Stored data

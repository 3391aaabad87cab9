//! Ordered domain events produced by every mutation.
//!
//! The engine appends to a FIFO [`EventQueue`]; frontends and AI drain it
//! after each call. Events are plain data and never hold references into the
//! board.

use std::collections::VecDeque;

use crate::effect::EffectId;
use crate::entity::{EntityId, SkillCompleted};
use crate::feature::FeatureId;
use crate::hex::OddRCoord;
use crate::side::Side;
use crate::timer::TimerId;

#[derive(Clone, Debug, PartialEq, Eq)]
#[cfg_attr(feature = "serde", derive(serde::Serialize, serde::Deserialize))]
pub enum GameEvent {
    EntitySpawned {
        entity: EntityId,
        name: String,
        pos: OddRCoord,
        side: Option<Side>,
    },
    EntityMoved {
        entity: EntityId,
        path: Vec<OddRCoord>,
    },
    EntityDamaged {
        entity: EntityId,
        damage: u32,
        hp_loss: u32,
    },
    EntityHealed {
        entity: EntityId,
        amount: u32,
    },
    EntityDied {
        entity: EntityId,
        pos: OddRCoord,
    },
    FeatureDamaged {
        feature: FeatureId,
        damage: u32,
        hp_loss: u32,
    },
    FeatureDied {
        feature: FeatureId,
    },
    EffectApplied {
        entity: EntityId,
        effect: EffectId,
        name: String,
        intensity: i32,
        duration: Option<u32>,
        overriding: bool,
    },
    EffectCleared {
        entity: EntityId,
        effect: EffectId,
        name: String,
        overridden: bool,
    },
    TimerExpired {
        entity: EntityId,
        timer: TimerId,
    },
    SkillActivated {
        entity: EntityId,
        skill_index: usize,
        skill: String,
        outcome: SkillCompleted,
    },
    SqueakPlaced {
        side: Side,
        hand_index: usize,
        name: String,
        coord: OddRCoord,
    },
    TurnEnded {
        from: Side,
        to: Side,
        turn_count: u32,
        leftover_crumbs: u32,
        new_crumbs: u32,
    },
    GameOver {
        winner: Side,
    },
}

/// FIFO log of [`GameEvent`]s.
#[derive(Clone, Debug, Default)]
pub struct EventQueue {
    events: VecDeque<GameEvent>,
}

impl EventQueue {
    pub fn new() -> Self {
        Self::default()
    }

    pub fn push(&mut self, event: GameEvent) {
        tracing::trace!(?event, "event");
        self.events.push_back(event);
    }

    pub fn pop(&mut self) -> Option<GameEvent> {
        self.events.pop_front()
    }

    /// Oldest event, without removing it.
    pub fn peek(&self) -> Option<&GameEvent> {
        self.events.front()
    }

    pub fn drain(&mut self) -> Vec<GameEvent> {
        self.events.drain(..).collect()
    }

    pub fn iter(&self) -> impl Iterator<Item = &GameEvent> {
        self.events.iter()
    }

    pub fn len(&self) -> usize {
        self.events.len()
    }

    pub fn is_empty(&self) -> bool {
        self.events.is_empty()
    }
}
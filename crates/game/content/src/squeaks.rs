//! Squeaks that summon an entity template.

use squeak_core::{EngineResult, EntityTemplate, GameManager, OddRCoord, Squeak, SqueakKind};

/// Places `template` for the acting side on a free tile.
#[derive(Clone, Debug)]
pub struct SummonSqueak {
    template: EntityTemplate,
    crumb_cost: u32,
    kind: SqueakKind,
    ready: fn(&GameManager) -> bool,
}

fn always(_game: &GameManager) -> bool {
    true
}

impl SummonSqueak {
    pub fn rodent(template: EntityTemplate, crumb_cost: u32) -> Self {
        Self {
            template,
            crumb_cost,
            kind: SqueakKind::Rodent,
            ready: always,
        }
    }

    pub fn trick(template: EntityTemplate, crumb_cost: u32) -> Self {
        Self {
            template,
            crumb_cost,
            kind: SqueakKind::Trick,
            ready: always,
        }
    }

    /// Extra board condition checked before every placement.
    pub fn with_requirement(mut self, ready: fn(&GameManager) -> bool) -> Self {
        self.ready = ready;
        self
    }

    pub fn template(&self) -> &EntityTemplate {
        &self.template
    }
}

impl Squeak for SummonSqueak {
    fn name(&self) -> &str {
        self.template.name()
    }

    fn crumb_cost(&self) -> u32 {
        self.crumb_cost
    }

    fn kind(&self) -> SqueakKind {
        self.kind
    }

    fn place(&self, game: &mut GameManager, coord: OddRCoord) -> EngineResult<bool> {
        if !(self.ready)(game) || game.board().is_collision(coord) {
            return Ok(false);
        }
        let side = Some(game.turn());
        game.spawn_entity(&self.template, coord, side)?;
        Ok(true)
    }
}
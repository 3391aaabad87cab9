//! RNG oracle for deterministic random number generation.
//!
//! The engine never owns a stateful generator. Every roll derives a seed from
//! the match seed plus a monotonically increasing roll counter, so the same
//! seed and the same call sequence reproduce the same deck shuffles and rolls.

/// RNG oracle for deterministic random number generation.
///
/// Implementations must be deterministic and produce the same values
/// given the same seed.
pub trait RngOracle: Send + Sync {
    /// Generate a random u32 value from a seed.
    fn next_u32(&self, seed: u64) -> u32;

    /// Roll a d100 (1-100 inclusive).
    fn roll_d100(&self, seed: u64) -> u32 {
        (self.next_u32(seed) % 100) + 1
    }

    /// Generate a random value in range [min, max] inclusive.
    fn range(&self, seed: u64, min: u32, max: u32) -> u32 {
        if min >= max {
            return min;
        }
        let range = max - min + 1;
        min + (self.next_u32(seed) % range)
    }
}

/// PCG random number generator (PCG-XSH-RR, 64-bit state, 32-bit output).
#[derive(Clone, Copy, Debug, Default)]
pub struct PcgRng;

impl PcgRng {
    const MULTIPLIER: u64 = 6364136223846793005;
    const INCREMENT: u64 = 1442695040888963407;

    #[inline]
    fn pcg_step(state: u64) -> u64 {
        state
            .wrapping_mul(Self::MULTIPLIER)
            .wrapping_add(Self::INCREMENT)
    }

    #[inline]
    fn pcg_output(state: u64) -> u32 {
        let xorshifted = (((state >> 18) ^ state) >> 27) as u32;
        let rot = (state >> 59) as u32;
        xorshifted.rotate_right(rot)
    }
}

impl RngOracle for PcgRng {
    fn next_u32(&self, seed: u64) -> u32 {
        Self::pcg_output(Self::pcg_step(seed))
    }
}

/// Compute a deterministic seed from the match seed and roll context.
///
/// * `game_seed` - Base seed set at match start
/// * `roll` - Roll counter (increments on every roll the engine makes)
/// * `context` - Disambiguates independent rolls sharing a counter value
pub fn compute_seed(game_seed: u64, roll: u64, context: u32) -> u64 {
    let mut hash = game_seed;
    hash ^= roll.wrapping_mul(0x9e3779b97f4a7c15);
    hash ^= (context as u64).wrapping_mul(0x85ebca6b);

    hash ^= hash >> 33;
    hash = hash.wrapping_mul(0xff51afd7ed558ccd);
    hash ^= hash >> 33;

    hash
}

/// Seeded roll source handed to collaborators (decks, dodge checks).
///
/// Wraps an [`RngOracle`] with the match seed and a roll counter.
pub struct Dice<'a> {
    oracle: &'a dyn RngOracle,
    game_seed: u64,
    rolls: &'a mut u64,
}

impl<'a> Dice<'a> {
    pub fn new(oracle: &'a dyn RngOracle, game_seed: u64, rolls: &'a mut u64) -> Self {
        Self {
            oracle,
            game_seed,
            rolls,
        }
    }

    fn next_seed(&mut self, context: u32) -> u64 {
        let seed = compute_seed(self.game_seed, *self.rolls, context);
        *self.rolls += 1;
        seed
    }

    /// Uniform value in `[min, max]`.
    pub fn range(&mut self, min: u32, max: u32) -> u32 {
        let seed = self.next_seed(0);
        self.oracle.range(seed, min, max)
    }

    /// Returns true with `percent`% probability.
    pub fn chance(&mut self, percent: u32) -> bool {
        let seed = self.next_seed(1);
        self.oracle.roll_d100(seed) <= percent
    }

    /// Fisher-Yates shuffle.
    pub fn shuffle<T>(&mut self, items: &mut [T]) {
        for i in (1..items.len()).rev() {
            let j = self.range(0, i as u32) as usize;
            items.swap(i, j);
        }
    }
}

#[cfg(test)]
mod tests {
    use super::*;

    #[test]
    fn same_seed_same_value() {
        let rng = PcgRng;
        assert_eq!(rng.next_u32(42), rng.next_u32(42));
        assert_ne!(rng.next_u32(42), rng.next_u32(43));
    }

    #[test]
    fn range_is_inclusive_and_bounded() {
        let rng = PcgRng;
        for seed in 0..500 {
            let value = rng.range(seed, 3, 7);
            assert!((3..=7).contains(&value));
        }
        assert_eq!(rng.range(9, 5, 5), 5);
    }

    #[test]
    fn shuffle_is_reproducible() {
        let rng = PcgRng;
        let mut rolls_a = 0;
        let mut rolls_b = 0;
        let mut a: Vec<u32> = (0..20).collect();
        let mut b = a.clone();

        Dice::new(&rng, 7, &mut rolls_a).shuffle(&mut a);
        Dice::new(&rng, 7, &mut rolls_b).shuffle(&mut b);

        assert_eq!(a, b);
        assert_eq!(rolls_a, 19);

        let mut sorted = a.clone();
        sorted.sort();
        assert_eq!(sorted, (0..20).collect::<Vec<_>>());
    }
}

...

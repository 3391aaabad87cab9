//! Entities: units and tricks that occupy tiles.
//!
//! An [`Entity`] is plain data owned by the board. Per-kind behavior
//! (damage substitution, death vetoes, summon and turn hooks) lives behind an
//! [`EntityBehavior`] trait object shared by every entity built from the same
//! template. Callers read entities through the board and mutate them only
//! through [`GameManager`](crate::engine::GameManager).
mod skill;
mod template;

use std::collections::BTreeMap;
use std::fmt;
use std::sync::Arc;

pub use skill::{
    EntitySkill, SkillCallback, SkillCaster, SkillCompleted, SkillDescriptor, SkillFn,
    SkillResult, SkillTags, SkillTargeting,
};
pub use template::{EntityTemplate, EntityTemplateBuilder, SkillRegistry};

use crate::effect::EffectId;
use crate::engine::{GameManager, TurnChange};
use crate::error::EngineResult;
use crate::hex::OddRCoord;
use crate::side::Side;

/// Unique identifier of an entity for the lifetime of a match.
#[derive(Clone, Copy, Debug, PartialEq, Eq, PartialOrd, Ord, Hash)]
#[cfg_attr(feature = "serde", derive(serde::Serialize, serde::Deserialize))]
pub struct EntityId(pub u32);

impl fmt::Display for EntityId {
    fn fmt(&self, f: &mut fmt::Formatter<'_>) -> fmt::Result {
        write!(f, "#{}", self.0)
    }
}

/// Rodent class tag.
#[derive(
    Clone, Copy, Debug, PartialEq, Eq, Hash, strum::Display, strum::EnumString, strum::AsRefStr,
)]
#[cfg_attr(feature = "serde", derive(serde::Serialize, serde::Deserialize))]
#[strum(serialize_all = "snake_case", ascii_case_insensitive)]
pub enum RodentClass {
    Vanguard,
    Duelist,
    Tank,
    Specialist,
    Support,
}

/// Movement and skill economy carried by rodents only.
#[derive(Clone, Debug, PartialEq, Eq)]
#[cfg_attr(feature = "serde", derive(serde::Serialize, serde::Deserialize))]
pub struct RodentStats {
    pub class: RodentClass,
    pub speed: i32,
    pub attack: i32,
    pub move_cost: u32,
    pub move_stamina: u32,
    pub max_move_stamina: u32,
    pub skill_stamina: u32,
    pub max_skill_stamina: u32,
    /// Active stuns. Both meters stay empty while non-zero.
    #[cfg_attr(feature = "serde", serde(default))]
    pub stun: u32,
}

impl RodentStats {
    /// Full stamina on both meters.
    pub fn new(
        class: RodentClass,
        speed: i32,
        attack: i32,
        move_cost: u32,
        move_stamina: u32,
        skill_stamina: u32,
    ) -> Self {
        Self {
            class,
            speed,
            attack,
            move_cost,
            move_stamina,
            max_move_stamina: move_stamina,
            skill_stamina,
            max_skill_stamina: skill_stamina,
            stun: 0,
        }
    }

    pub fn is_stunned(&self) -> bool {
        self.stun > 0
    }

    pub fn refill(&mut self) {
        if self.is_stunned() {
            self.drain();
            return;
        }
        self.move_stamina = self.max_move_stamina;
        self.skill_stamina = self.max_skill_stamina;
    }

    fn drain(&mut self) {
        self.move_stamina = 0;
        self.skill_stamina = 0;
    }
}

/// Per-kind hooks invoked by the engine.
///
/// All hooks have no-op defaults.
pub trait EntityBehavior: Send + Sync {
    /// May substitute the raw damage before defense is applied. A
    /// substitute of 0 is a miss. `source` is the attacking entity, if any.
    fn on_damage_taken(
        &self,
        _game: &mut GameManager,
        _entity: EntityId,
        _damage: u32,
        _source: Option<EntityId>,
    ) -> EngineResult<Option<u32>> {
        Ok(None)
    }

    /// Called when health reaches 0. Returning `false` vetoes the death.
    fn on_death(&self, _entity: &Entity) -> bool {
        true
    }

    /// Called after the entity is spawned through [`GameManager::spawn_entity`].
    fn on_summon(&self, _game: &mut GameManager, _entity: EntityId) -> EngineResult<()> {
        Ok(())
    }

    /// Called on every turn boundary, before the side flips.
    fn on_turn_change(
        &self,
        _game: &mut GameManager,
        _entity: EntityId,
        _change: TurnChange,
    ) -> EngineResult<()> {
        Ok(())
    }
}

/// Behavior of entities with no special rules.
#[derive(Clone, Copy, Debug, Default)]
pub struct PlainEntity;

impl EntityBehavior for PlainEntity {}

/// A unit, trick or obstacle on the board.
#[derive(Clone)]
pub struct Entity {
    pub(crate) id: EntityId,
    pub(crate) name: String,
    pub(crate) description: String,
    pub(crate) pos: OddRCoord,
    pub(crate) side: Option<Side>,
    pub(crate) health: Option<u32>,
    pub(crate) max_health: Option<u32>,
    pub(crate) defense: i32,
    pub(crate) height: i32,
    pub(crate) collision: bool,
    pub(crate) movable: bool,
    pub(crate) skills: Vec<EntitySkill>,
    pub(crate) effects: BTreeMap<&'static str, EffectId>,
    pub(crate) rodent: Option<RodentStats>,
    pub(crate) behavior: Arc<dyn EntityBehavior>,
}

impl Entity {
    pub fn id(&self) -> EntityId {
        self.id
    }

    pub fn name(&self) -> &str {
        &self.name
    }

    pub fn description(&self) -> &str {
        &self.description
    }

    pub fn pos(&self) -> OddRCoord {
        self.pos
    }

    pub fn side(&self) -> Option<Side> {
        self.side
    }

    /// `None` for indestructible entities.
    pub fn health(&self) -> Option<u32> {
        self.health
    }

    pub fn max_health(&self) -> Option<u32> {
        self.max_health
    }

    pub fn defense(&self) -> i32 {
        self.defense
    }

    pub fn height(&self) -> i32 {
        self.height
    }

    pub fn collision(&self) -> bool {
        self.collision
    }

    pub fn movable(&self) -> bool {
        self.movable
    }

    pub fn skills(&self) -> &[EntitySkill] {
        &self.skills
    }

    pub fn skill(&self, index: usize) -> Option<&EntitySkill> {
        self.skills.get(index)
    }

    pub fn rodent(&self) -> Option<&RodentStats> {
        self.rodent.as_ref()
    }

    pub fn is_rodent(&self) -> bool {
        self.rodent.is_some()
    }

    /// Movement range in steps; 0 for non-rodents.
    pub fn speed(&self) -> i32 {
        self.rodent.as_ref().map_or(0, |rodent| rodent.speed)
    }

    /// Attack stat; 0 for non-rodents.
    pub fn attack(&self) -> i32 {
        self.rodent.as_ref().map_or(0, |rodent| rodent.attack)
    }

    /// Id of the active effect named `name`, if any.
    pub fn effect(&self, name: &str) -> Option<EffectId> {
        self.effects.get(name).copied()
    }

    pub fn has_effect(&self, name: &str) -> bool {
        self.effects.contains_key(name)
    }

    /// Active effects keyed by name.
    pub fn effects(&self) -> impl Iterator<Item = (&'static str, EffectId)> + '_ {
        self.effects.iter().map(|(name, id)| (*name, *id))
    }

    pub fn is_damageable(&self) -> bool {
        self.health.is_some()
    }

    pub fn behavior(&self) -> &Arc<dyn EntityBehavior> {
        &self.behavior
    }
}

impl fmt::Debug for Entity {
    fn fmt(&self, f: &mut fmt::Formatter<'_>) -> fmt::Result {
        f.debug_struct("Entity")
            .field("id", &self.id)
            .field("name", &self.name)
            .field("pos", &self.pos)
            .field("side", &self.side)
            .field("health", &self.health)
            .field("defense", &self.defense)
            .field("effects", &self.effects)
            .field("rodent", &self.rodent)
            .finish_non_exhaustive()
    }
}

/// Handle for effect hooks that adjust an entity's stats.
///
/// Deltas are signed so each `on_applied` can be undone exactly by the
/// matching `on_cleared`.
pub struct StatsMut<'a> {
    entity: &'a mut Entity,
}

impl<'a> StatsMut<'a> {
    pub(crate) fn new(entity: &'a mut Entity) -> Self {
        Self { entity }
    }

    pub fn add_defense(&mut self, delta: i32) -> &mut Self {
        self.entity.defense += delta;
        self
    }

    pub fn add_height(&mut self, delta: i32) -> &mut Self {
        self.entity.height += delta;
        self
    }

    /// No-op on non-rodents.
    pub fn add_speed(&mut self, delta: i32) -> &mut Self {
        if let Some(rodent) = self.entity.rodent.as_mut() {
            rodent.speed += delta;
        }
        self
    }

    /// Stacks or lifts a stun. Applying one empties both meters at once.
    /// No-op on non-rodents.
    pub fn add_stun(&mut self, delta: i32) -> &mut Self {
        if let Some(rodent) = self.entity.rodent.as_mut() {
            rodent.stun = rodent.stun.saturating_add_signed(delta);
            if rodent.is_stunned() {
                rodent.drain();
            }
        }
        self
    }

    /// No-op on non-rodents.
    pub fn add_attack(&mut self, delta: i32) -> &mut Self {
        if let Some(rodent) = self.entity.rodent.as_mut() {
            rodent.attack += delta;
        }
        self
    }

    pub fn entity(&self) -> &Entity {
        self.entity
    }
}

### Task objective:
Could you filter the entries above for lines holding the string "PlainEntity" and copy them?

### Answer section:
pub struct PlainEntity;
impl EntityBehavior for PlainEntity {}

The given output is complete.